On the sections of the Scale Rails of Southwest Florida "boxcar" HO layout that used Peco track, we used N scale Atlas rail joiners.
-Kevin
Living the dream.
All Peco says is that as tooling wears out. So when - anyoen's guess. But you can probably count on it happening at some point.
Hi, Ive just been reading MR March 2021 and note Alan Gartner (DCC Currents) mentions that he aquired some of the new PECO #6 Unifrog Turnouts.
Are these now available in the States, please? I can't find them advertised anywhere in the UK, not even on Back-order from some of the main, regular Dealers. I would just like to get my hands on one ASAP.
Paul
"It's the South Shore Line, Jim - but not as we know it".
I got some a couple months ago from Modeltrainsuff.com but they are now out of stock.
I got mine from Yankee Dabbler. No idea if the ship overseas or not.
Thanks for your replies, Henry & Randy. I may have missed a 'News & Products' in MR, but I don't think I have. I will wait until Peco release them in the UK, where the Dealers are low on all Peco stocks, even boxes of 25 No. SL8300's and Rail-joiners.
I think they only one the really announced was the slip switch, which was the first Unifrog item and also a new item in the 83 line. At that time, they just said other products would convert to Unifrog as the tooling wore out. I guess #6 ElectroFrog and/or Insulfrog finally wore out.
Of course, it's been a coupel of years since they annouced North AMerican style code 70, but so far all they have is the fex track.
The latest (March) issue of MR, the DCC Corner column talks about the Unifrog #6. Yes, I have March already - benefit of having a digital subscriptions.
Yankee Dabbler does show them in-stock. Do you guys pay VAT on imported stuff?
rrinker I think they only one the really announced was the slip switch, which was the first Unifrog item and also a new item in the 83 line. At that time, they just said other products would convert to Unifrog as the tooling wore out.
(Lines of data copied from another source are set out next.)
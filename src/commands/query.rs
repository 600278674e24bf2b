//! `query`: run the policy pipeline, dry-run for cost, and execute reads.
//! Writes reaching this entry point stop at a decision of `ask`.

use chrono::Utc;
use color_eyre::eyre::Result;

use super::{race_ctrl_c, resolve_adapter};
use crate::cli::{parse_limit_flag, QueryArgs};
use crate::config::AppConfig;
use crate::cost::{check_cost_threshold, deny_without_estimate, CostThresholds};
use crate::diagnostics::Classification;
use crate::policy::{run_policy, PolicyOptions};
use crate::querylog::{self, QueryLogEntry};
use crate::verdict::{self, VerdictExtras};

pub async fn run_query(args: QueryArgs) -> Result<i32> {
  let config = AppConfig::load().unwrap_or_default();
  querylog::cleanup_old_logs(config.log_retention_days).ok();

  let mut adapter = match resolve_adapter(&args.connection).await {
    Ok(adapter) => adapter,
    Err(e) => {
      let mut extras = VerdictExtras::default();
      extras.adapter_error = Some(e.to_string());
      let decision = crate::diagnostics::Decision::Deny;
      println!("{}", verdict::render(&empty_result(), &extras, decision, args.policy.format.into()));
      return Ok(verdict::exit_code(decision));
    },
  };

  let options = PolicyOptions {
    dialect: args.policy.dialect.map(Into::into).or(Some(adapter.dialect())),
    // the core pipeline must not block writes here: a write reaching
    // `query` is meant to fall through to `verdict::decide`'s `Ask`
    // branch (entry_point=false below), not be pre-blocked as
    // WRITE_BLOCKED/DDL_BLOCKED. `exec.rs` is the mirror image: it
    // passes allow_write=true too, and enforces its own "reject reads"
    // check externally instead of relying on the core.
    allow_write: true,
    limit: parse_limit_flag(&args.policy.limit, config.default_row_limit),
    dangerous_functions: adapter.dangerous_functions(),
  };
  let result = run_policy(&args.policy.sql, &options);
  let mut extras = VerdictExtras::default();

  let thresholds = CostThresholds {
    max_gb: args.max_gb.or(config.max_gb),
    max_usd: args.max_usd.or(config.max_usd),
    max_rows: args.max_rows.or(config.max_rows),
  };

  if !result.blocked && !args.skip_dry_run {
    match race_ctrl_c(adapter.dry_run(result.effective_sql())).await {
      Some(Ok(Some(estimate))) => {
        if let Some(diagnostic) = check_cost_threshold(&estimate, &thresholds) {
          extras.cost_error = Some(diagnostic.message.clone());
        }
        extras.estimate = Some(estimate);
      },
      Some(Ok(None)) => {
        if let Some(diagnostic) = deny_without_estimate(&thresholds) {
          extras.cost_error = Some(diagnostic.message.clone());
        }
      },
      Some(Err(e)) => {
        extras.adapter_error = Some(e.to_string());
      },
      None => {
        adapter.close().await.ok();
        log::warn!("interrupted during dry-run against `{}`; no query-log entry written", args.connection);
        return Ok(130);
      },
    }
  }

  let pre_execute_decision = verdict::decide(&result, &extras, false);

  if args.dry_run_only {
    extras.dry_run = true;
  } else if pre_execute_decision == crate::diagnostics::Decision::Allow
    && result.classification == Classification::Read
  {
    match race_ctrl_c(adapter.execute(result.effective_sql(), &Default::default())).await {
      Some(Ok(execution)) => extras.execution = Some(execution),
      Some(Err(e)) => extras.adapter_error = Some(e.to_string()),
      None => {
        adapter.close().await.ok();
        log::warn!("interrupted during execution against `{}`; no query-log entry written", args.connection);
        return Ok(130);
      },
    }
  }

  let final_decision = verdict::decide(&result, &extras, false);

  let entry = QueryLogEntry {
    timestamp: Utc::now(),
    connection: args.connection.clone(),
    dialect: adapter.dialect().to_string(),
    original_sql: result.original_sql.clone(),
    effective_sql: result.effective_sql().to_string(),
    tables: result.tables.clone(),
    blocked: result.blocked,
    codes: result.codes().iter().map(ToString::to_string).collect(),
    dry_run: args.dry_run_only,
    cost_gb: extras.estimate.as_ref().and_then(|e| e.estimated_bytes).map(|b| b as f64 / 1_000_000_000.0),
    cost_usd: extras.estimate.as_ref().and_then(|e| e.estimated_cost_usd),
    duration_ms: extras.execution.as_ref().and_then(|e| e.duration_ms),
    labels: Default::default(),
  };
  querylog::log_query(&entry).ok();
  adapter.close().await.ok();

  log::info!("query against `{}`: decision={final_decision:?}, tables={:?}", args.connection, result.tables);
  println!("{}", verdict::render(&result, &extras, final_decision, args.policy.format.into()));
  Ok(verdict::exit_code(final_decision))
}

fn empty_result() -> crate::diagnostics::PipelineResult {
  crate::diagnostics::PipelineResult {
    original_sql: String::new(),
    healed_sql: None,
    diagnostics: Vec::new(),
    blocked: true,
    classification: Classification::Unknown,
    tables: Vec::new(),
  }
}
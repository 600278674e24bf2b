//! Logging and panic-handling setup, initialised once from `main`.
//!
//! Structured logs go to a rotating file under the project's data
//! directory; stdout is reserved for the single verdict document a
//! command prints, so nothing here ever writes there.

use std::path::PathBuf;

use color_eyre::eyre::Result;
use directories::ProjectDirs;
use tracing_error::ErrorLayer;
use tracing_subscriber::layer::SubscriberExt;
use tracing_subscriber::util::SubscriberInitExt;
use tracing_subscriber::{EnvFilter, Layer};

const PROJECT_QUALIFIER: &str = "dev";
const PROJECT_ORG: &str = "sqlgate";
const PROJECT_NAME: &str = "sqlgate";

fn project_dirs() -> Option<ProjectDirs> {
  ProjectDirs::from(PROJECT_QUALIFIER, PROJECT_ORG, PROJECT_NAME)
}

pub fn data_dir() -> PathBuf {
  project_dirs().map(|dirs| dirs.data_local_dir().to_path_buf()).unwrap_or_else(|| PathBuf::from(".sqlgate-data"))
}

pub fn config_dir() -> PathBuf {
  project_dirs().map(|dirs| dirs.config_local_dir().to_path_buf()).unwrap_or_else(|| PathBuf::from(".sqlgate-config"))
}

const LOG_ENV: &str = "SQLGATE_LOG";
const LOG_FILE: &str = "sqlgate.log";

pub fn initialize_logging() -> Result<()> {
  let directory = data_dir().join("logs");
  std::fs::create_dir_all(&directory)?;
  let log_path = directory.join(LOG_FILE);
  let log_file = std::fs::OpenOptions::new().create(true).append(true).open(log_path)?;
  std::env::set_var(
    "RUST_LOG",
    std::env::var("RUST_LOG").unwrap_or_else(|_| format!("{}=info", env!("CARGO_PKG_NAME").replace('-', "_"))),
  );
  let env_filter = EnvFilter::try_from_env(LOG_ENV).or_else(|_| EnvFilter::try_from_default_env())?;
  let file_subscriber = tracing_subscriber::fmt::layer()
    .with_file(true)
    .with_line_number(true)
    .with_writer(std::sync::Mutex::new(log_file))
    .with_target(false)
    .with_ansi(false)
    .with_filter(env_filter);
  tracing_subscriber::registry().with(file_subscriber).with(ErrorLayer::default()).init();
  Ok(())
}

pub fn initialize_panic_handler() -> Result<()> {
  let (panic_hook, eyre_hook) = color_eyre::config::HookBuilder::default()
    .panic_section(format!("This is a bug. Consider reporting it at {}", env!("CARGO_PKG_REPOSITORY")))
    .capture_span_trace_by_default(false)
    .display_location_section(false)
    .display_env_section(false)
    .into_hooks();
  eyre_hook.install()?;
  std::panic::set_hook(Box::new(move |panic_info| {
    if cfg!(debug_assertions) {
      better_panic::Settings::auto().most_recent_first(false).lineno_suffix(true).verbosity(better_panic::Verbosity::Full).create_panic_handler()(panic_info);
    } else {
      let metadata = human_panic::Metadata::new(env!("CARGO_PKG_NAME"), env!("CARGO_PKG_VERSION"))
        .authors(env!("CARGO_PKG_AUTHORS").replace(':', ", "))
        .homepage(env!("CARGO_PKG_HOMEPAGE"));
      let file_path = human_panic::handle_dump(&metadata, panic_info);
      human_panic::print_msg(file_path, &metadata).ok();
      eprintln!("{}", panic_hook.panic_report(panic_info));
    }
    std::process::exit(1);
  }));
  Ok(())
}

pub fn version() -> String {
  format!(
    "{} ({})",
    env!("CARGO_PKG_VERSION"),
    option_env!("VERGEN_GIT_SHA").unwrap_or("unknown"),
  )
}

#[cfg(test)]
mod tests {
  use super::*;

  #[test]
  fn data_dir_is_non_empty() {
    assert!(!data_dir().as_os_str().is_empty());
  }
}
//! Append-only, per-project, UTC-date-partitioned audit log.

use std::collections::BTreeMap;
use std::fs;
use std::io::Write as _;
use std::path::PathBuf;

use chrono::{NaiveDate, Utc};
use serde::Serialize;

use crate::logging::data_dir;

pub const DEFAULT_RETENTION_DAYS: i64 = 30;

#[derive(Debug, Clone, Serialize)]
pub struct QueryLogEntry {
  pub timestamp: chrono::DateTime<Utc>,
  pub connection: String,
  pub dialect: String,
  pub original_sql: String,
  pub effective_sql: String,
  pub tables: Vec<String>,
  pub blocked: bool,
  pub codes: Vec<String>,
  pub dry_run: bool,
  pub cost_gb: Option<f64>,
  pub cost_usd: Option<f64>,
  pub duration_ms: Option<u64>,
  pub labels: BTreeMap<String, String>,
}

fn log_root() -> PathBuf {
  data_dir().join("logs")
}

/// Directory-safe slug for the current working directory, so each
/// project gets its own log subdirectory.
fn project_slug() -> String {
  let cwd = std::env::current_dir().unwrap_or_default();
  cwd
    .to_string_lossy()
    .chars()
    .map(|c| if c.is_alphanumeric() { c.to_ascii_lowercase() } else { '_' })
    .collect::<String>()
    .trim_matches('_')
    .to_string()
}

fn project_log_dir() -> PathBuf {
  log_root().join(project_slug())
}

fn today_file() -> PathBuf {
  project_log_dir().join(format!("{}.jsonl", Utc::now().format("%Y-%m-%d")))
}

/// Appends one line to today's per-project log file, under append
/// semantics so concurrent writers never corrupt prior lines.
pub fn log_query(entry: &QueryLogEntry) -> std::io::Result<()> {
  let dir = project_log_dir();
  fs::create_dir_all(&dir)?;
  let line = serde_json::to_string(entry).map_err(std::io::Error::other)?;
  let mut file = fs::OpenOptions::new().create(true).append(true).open(today_file())?;
  writeln!(file, "{line}")
}

/// Deletes per-project log files older than `retention_days`; removes
/// the project directory entirely if it ends up empty.
pub fn cleanup_old_logs(retention_days: i64) -> std::io::Result<()> {
  let dir = project_log_dir();
  if !dir.exists() {
    return Ok(());
  }
  let cutoff = (Utc::now() - chrono::Duration::days(retention_days)).date_naive();
  let mut remaining = 0usize;
  for entry in fs::read_dir(&dir)? {
    let entry = entry?;
    let path = entry.path();
    let Some(stem) = path.file_stem().and_then(|s| s.to_str()) else { continue };
    match NaiveDate::parse_from_str(stem, "%Y-%m-%d") {
      Ok(date) if date < cutoff => fs::remove_file(&path)?,
      _ => remaining += 1,
    }
  }
  if remaining == 0 {
    fs::remove_dir(&dir).ok();
  }
  Ok(())
}

#[cfg(test)]
mod tests {
  use super::*;

  #[test]
  fn project_slug_is_lowercase_and_trimmed() {
    let slug = project_slug();
    assert_eq!(slug, slug.to_lowercase());
    assert!(!slug.starts_with('_'));
    assert!(!slug.ends_with('_'));
  }
}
I guess #6 ElectroFrog and/or Insulfrog finally wore out.
I'd guess the #6 was produced in the most quantities of the code 83 line of turnouts, so makes sense the tooling wore out first.
Of course, it's been a coupel of years since they annouced North AMerican style code 70, but so far all they have is the fex track. The latest (March) issue of MR, the DCC Corner column talks about the Unifrog #6. Yes, I have March already - benefit of having a digital subscriptions. --Randy
I was looking forward to the new code 70 line but since they are only offering them in unifrog, I'm less excited about it now. I really don't want to have to paint finger nail polish on the rails near the frog to make the electrically bullet proof.
Fresh out of the package the Unifrog is identical to an Insulfrog, so the shorting issue at the heel of the frog is nothing which cannot be solved by the application of insulated rail joiners or cutting gaps.